» Stored data entries:

================================

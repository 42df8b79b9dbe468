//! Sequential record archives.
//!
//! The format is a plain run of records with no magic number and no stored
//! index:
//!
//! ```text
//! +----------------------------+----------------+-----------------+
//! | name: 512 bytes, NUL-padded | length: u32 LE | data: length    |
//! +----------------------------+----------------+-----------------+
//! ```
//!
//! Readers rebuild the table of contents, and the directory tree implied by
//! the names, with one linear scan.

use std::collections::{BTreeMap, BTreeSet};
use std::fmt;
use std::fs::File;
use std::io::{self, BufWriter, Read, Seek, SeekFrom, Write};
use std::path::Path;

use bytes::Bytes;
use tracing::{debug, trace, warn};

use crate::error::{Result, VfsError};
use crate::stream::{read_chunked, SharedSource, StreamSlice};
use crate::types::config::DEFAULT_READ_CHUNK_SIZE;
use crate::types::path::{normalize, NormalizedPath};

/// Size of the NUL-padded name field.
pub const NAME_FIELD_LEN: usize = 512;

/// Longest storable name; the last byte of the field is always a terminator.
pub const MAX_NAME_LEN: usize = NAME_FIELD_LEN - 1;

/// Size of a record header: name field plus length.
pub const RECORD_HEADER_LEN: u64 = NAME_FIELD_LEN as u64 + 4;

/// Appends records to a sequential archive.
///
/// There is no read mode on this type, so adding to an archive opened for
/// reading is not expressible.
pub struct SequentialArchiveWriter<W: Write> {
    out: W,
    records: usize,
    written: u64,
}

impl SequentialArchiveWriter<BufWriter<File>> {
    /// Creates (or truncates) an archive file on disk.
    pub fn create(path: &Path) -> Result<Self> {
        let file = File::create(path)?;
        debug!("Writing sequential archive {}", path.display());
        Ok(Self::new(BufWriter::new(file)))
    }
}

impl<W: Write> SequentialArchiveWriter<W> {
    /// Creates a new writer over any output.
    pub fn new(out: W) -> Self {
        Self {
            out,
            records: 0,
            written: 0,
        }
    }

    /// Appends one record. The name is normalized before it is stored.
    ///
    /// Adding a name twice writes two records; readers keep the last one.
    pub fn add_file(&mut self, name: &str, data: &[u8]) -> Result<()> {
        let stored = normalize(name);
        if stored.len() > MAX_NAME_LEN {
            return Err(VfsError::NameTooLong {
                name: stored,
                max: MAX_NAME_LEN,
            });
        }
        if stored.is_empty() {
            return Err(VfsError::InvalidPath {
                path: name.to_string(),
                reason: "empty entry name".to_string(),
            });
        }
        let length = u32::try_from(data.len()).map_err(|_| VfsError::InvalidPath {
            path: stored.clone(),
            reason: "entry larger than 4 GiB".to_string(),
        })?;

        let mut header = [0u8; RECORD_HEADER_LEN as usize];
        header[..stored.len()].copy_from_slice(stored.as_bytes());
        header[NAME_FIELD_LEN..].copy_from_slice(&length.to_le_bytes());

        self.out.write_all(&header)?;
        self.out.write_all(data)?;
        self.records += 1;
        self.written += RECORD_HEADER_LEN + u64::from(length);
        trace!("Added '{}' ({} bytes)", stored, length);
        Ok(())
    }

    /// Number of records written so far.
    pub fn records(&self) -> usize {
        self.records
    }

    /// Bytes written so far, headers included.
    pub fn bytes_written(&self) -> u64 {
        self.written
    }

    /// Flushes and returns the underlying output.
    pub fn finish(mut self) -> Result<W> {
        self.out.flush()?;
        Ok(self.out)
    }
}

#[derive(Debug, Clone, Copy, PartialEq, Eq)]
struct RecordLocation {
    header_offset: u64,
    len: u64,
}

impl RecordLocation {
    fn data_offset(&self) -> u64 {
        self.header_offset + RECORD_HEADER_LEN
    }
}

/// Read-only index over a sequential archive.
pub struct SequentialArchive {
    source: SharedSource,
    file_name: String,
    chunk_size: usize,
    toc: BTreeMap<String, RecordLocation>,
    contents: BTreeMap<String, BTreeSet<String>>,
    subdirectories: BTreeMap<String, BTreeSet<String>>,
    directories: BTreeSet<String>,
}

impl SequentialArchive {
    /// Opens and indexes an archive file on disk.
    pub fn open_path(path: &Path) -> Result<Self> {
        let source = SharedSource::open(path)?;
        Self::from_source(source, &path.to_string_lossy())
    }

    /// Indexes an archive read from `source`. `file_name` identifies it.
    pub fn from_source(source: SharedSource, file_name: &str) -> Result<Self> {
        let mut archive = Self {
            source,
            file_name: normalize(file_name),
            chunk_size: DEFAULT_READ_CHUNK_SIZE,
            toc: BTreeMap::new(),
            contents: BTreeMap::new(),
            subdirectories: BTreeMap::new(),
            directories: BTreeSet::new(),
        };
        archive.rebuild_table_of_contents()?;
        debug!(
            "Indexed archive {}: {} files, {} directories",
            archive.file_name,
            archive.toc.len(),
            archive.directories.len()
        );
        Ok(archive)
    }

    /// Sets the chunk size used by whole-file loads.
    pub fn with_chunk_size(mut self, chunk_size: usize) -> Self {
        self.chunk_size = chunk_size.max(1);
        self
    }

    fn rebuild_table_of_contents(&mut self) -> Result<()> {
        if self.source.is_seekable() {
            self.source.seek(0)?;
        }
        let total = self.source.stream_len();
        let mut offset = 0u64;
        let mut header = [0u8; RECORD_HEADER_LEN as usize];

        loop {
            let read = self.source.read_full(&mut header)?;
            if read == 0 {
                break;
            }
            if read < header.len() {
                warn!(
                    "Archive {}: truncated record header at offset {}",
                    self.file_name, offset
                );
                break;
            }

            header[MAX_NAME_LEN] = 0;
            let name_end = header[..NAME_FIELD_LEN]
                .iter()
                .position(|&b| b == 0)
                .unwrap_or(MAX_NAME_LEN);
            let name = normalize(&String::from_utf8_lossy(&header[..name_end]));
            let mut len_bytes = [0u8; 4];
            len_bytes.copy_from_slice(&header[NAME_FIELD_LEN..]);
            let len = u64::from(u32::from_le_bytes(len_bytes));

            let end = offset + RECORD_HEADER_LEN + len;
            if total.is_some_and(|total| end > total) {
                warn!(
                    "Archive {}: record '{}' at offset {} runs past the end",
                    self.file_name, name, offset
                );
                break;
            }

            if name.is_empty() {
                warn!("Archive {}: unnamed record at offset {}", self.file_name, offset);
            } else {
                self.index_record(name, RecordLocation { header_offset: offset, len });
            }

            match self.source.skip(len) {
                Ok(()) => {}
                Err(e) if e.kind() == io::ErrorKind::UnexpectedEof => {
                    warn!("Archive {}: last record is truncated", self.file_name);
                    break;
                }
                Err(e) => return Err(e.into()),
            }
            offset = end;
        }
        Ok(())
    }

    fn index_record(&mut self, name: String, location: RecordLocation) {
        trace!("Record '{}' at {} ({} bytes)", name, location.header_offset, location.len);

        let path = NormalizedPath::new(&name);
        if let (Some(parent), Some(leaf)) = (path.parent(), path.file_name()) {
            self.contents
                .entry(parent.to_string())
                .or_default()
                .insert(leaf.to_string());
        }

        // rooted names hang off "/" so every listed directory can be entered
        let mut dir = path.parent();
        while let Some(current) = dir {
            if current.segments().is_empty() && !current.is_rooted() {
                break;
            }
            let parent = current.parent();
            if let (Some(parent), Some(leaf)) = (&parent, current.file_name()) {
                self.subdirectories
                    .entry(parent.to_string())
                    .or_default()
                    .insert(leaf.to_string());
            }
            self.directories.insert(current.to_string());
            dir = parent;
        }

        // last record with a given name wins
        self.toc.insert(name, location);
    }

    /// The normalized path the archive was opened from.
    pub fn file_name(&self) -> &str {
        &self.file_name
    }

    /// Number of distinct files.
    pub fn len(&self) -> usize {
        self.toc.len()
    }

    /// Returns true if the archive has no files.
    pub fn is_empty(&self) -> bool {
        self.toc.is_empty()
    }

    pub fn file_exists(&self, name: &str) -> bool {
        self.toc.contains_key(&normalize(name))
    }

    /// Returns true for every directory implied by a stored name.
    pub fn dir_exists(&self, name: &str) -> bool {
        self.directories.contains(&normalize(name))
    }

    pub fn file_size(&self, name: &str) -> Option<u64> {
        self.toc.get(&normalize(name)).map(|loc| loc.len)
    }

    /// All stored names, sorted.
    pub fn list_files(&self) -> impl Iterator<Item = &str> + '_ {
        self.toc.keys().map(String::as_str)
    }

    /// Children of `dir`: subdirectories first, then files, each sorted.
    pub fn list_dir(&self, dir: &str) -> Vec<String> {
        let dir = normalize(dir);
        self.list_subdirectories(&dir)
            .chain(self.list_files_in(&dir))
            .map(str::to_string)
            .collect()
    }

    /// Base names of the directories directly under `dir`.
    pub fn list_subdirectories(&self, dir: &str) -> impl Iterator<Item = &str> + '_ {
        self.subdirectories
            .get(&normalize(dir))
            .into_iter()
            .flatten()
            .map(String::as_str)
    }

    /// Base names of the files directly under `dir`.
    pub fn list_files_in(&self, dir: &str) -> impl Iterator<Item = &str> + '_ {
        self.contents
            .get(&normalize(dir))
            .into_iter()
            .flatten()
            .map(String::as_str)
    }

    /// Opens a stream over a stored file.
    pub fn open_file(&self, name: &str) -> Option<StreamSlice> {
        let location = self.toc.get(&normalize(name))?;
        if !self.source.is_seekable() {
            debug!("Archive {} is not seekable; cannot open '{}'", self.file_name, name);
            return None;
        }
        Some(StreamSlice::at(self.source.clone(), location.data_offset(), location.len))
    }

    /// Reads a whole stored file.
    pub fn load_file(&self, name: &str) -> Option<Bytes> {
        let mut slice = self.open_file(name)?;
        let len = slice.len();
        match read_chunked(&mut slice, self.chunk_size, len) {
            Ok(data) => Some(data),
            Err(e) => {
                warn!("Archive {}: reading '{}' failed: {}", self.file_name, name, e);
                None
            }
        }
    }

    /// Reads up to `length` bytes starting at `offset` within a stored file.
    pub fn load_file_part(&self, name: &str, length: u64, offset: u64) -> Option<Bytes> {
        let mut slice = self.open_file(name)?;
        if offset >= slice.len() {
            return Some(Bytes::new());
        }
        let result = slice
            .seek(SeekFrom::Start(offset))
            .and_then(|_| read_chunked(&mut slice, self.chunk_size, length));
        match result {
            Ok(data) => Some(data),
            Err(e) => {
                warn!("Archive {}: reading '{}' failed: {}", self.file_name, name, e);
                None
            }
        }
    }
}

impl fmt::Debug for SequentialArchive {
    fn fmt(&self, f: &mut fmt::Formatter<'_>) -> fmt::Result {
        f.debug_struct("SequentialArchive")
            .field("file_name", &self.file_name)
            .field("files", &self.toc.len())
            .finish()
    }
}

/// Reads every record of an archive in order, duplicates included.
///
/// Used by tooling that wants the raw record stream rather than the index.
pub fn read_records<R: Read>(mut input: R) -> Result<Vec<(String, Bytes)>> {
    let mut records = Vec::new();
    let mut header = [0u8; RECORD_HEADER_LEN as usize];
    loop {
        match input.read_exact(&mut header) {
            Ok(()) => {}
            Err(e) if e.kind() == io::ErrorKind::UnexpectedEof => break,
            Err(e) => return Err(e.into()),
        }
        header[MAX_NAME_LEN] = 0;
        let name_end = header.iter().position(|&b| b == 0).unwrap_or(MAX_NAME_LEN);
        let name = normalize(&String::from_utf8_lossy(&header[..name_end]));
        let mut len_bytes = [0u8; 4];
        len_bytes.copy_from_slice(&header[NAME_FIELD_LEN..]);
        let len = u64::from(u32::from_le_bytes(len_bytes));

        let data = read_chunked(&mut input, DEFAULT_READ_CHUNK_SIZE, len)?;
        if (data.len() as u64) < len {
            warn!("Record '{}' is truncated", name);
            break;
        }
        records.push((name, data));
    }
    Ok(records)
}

================================

» EXERCISE DETAILS:
Please work out how many lines above carry "than", writing only the result.

» RESULT:
2